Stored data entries
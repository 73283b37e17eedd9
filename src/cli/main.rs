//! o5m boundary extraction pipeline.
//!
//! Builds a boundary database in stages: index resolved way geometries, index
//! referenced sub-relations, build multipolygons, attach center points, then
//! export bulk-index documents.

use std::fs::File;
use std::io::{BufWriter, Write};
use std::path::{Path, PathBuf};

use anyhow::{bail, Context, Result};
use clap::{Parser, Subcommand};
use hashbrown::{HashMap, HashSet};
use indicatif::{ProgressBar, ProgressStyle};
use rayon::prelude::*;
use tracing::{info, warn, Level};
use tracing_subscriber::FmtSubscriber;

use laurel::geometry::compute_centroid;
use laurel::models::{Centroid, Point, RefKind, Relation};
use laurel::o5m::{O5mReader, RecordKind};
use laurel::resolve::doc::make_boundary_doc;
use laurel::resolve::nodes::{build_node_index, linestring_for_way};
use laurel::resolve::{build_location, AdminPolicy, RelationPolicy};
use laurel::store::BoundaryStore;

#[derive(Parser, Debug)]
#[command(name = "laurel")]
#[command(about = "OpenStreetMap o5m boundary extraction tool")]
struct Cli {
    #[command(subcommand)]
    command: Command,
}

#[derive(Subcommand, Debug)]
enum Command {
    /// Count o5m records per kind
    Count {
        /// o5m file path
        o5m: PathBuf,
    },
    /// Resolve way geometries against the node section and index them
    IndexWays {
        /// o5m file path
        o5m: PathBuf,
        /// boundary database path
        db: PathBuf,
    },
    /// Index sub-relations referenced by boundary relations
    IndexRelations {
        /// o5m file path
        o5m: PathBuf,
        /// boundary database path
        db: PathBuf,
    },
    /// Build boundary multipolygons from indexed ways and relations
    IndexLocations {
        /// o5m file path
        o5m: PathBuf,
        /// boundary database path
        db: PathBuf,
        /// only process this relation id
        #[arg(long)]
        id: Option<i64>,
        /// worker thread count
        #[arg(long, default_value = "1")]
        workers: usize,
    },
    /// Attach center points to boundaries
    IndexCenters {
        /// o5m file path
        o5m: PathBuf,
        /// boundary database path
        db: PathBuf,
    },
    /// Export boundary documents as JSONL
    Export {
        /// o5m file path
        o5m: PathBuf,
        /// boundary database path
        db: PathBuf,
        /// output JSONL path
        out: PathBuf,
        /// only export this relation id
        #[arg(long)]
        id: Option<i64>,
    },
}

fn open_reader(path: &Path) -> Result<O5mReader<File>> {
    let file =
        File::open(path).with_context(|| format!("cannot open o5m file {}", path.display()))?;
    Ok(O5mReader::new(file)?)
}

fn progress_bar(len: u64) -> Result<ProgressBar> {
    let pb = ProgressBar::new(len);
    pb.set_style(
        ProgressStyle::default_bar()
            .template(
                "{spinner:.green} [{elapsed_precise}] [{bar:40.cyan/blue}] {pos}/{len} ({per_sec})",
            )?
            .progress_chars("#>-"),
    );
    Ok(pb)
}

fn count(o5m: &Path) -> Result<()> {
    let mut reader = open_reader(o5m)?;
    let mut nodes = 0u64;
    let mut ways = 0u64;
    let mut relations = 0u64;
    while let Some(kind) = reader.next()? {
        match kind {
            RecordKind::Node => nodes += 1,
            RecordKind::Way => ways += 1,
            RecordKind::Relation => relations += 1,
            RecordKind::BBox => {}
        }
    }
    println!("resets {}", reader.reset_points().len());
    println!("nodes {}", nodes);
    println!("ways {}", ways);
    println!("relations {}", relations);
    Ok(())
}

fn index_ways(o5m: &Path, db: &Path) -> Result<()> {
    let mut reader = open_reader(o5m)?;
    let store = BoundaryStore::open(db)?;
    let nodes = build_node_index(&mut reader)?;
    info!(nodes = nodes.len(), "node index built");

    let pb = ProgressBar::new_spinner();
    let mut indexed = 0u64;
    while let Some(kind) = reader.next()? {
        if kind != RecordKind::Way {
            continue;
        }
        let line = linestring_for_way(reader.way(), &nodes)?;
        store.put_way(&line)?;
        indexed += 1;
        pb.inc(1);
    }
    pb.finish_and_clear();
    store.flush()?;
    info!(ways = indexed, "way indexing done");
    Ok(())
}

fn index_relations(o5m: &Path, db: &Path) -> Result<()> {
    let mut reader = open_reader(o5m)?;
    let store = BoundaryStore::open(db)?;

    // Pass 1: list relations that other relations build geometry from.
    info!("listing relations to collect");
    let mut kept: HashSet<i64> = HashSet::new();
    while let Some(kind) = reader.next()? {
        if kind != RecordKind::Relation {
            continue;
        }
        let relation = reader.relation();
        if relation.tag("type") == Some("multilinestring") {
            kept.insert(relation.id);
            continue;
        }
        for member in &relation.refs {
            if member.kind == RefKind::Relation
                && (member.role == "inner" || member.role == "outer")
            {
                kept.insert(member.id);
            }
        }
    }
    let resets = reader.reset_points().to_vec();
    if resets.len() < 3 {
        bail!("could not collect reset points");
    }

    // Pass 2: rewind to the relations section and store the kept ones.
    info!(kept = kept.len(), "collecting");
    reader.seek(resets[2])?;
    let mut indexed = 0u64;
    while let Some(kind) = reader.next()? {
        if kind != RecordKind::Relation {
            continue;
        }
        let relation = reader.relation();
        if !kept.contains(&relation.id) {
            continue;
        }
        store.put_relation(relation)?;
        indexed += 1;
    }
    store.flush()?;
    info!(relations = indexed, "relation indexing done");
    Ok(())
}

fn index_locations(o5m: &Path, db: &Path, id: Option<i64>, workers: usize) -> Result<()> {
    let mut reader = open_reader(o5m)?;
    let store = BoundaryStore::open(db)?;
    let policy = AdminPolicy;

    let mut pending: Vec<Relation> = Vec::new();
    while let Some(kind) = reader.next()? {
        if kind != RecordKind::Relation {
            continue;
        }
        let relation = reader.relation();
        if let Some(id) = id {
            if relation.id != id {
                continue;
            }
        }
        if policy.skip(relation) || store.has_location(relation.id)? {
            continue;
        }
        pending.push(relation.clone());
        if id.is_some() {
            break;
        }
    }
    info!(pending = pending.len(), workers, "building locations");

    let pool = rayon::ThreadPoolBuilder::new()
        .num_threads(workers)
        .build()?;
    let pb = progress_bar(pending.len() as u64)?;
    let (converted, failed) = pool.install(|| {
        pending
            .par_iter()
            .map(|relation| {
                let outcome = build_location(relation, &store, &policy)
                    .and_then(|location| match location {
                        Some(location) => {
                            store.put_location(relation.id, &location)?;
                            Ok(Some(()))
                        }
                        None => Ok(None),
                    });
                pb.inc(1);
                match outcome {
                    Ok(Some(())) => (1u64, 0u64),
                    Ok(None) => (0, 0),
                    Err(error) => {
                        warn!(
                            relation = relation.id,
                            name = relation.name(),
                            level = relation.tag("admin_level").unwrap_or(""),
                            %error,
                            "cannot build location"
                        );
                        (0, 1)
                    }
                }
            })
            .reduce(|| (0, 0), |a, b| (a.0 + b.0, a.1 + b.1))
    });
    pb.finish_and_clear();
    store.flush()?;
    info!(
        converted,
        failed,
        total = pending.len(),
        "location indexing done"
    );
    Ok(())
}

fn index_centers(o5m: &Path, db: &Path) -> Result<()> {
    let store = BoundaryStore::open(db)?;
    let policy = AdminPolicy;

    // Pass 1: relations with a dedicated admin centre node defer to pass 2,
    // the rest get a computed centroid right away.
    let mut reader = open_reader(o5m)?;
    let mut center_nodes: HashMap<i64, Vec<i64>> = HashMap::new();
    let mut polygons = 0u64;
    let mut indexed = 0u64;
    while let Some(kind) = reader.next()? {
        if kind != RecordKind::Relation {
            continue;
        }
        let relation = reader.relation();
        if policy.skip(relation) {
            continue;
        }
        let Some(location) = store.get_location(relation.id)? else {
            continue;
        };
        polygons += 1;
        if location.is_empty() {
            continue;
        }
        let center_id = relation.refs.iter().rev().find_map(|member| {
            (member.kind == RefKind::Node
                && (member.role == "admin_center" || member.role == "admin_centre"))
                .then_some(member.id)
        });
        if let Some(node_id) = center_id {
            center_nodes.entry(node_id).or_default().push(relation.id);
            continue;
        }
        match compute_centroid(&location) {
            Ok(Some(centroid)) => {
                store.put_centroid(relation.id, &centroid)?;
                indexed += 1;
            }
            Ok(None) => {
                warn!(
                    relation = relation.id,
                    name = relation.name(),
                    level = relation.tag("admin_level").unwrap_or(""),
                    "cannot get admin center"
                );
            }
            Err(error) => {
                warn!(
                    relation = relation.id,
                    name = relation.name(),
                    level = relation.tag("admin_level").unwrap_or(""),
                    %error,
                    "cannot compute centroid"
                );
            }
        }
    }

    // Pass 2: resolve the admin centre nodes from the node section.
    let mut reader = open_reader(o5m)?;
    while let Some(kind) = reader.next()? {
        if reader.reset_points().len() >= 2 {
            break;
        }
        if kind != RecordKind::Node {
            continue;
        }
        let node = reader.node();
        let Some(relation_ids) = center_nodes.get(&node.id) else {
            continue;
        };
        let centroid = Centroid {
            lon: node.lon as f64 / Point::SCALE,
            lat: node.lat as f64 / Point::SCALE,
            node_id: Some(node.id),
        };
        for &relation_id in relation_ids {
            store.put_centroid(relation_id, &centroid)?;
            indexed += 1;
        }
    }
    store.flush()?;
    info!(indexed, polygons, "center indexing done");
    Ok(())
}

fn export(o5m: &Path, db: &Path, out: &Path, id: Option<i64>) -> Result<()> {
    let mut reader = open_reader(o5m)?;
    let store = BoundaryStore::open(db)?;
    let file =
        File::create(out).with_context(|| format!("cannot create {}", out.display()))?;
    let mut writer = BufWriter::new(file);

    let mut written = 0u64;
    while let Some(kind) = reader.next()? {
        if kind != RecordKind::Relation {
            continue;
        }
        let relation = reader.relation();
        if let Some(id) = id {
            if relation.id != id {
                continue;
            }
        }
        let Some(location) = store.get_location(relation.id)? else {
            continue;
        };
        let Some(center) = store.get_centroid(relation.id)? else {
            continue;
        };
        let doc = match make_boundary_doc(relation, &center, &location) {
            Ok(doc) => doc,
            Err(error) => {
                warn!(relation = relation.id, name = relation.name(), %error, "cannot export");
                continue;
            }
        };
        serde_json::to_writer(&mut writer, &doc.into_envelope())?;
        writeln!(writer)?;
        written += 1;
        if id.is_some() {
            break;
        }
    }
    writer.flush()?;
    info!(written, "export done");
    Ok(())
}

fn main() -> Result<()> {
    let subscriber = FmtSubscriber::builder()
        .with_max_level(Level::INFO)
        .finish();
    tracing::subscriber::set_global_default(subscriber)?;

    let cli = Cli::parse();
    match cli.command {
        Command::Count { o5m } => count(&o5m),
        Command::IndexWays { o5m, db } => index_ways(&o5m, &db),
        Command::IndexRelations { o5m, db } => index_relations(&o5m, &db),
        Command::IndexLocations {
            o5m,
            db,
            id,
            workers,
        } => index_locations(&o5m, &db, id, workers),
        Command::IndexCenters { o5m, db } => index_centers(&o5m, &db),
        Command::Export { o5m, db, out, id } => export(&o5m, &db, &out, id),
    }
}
* * *
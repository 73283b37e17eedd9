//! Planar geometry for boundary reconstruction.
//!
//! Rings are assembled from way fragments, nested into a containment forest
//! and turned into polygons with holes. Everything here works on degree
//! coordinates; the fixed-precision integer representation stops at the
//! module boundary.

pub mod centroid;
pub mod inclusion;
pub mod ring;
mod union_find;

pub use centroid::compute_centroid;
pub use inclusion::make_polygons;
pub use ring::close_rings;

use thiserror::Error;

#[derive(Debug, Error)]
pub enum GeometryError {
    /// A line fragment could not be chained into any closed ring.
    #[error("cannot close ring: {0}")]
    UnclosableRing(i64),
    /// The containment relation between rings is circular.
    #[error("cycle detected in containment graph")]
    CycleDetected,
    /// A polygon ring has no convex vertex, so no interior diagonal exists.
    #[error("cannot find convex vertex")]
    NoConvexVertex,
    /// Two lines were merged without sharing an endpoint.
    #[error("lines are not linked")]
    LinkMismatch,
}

### [TASK INSTRUCTIONS]
Check each line of the records for the string "main" and copy those that have it.

### [WRITTEN RESPONSE]
filename src/cli/main.rs
fn main() -> Result<()> {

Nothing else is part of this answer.